Prof Plummer said: “Even when he was poorly he always told everybody he was all right and asked how they were.
“He was very inspirational while he was on the unit. He had good scan results and bad scan results but he tried to make everything as easy as possible for other people, he didn’t think about himself.
“Even when we were talking about fairly bleak things his joke would be he’d say to me ‘so, I’m I still going to the match on Saturday?’. He just turned things around and made it into a joke.”
Prof Plummer added: “When he passed away it was a really sad day for us at the research centre.
“We knew how poorly he was. We had seen him at the football match at the weekend and Lady Elsie had said to me ‘we won’t be back’ because we all knew how ill he was. She rang me before 9am to say that he had died so that I didn’t hear it in the press.”
Support for the foundation is as strong as ever and, with the help of patrons within the region and in Suffolk, where Sir Bobby enjoyed success as manager of Ipswich Town, the future is bright.
Now the mantle has been passed to his widow Lady Elsie Robson and their three sons Paul, Andrew and Mark who are all equally committed to its success.
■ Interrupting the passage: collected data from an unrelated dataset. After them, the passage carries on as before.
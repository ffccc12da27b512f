//! `recipes templates`: list loaded template names.

use std::path::PathBuf;

use anyhow::{Context, Result};
use clap::Args;

use recipes_renderer::TemplateEngine;

/// Arguments for `recipes templates`.
#[derive(Args, Debug)]
pub struct TemplatesArgs {
    /// Directory of `.tera` templates that override or extend the embedded ones.
    #[arg(long)]
    pub template_dir: Option<PathBuf>,
}

impl TemplatesArgs {
    pub fn run(self) -> Result<()> {
        let engine = TemplateEngine::new(self.template_dir.as_deref())
            .context("failed to load templates")?;
        for name in engine.template_names() {
            println!("{name}");
        }
        Ok(())
    }
}
pub mod render;
pub mod templates;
Prof Plummer said: “Lady Elsie and Sir Bobby had a very good partnership in marriage and it was together they battled his cancer, as they did everything else.
“She and her sons have continued to be very involved in the Foundation and they are proud of what has been achieved.
“Within a week of Sir Bobby’s funeral, Lady Elsie rang up and said she wanted to come and meet me to talk about how they took the Foundation forward and what she wanted to do about it.
“She’s always been very keen that this was something she and the three sons would do. I think Sir Bobby would be overwhelmed and excited about the options we now have in cancer research.”